_Data shown_.
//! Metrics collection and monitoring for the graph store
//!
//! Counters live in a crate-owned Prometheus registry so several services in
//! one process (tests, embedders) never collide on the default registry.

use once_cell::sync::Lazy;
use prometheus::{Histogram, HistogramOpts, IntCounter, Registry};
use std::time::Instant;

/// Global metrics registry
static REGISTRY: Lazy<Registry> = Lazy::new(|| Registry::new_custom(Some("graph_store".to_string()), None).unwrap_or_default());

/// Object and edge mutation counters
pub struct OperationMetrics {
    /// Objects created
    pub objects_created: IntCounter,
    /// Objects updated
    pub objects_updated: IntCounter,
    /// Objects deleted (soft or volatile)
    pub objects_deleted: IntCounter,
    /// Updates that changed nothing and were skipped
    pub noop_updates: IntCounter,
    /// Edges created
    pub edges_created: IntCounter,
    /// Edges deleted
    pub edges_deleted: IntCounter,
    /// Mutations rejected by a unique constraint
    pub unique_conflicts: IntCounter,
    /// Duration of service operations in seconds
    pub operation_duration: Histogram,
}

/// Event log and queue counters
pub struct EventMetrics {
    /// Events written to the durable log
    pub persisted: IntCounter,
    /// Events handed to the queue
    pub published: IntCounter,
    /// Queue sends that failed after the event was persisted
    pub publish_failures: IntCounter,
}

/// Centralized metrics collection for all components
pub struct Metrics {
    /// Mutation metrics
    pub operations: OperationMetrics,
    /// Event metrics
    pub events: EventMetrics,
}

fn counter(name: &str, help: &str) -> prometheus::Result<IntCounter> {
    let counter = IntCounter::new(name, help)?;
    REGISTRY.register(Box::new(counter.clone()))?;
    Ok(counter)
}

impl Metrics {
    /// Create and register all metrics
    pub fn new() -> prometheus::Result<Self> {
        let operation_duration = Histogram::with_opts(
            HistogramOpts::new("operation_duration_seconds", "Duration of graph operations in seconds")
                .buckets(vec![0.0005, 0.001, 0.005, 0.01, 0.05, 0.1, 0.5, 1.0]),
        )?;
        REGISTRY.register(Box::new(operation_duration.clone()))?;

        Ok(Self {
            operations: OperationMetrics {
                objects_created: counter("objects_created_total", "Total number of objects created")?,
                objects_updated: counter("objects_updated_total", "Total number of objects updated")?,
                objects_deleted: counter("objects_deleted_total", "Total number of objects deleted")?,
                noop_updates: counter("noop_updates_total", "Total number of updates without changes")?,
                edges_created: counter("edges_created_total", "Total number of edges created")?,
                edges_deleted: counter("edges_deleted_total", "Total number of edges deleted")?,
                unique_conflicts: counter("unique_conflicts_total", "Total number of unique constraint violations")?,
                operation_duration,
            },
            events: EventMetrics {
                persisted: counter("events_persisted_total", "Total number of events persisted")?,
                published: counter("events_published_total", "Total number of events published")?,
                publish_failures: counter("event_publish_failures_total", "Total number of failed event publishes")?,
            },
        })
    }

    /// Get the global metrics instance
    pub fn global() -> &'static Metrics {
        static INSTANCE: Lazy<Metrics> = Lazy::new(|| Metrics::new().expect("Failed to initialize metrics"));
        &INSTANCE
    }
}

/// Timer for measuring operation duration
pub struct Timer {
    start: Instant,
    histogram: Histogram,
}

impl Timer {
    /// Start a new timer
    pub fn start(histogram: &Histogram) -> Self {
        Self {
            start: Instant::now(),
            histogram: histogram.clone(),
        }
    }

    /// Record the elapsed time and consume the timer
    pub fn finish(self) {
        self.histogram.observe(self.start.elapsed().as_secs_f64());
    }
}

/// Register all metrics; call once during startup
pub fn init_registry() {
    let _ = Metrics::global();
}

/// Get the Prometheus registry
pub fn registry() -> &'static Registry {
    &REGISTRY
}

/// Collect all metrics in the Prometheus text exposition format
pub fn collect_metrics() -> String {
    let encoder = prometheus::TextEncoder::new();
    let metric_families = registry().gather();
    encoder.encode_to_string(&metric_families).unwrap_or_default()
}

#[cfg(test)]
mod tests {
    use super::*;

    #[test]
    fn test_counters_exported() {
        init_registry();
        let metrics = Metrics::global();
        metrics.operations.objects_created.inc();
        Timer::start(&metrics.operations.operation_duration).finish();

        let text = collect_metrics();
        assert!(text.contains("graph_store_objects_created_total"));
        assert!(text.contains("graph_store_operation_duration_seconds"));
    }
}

_Problem_.
Look through the data and show every line containing "OperationMetrics".

_Solved exercise_.
pub struct OperationMetrics {
    pub operations: OperationMetrics,
            operations: OperationMetrics {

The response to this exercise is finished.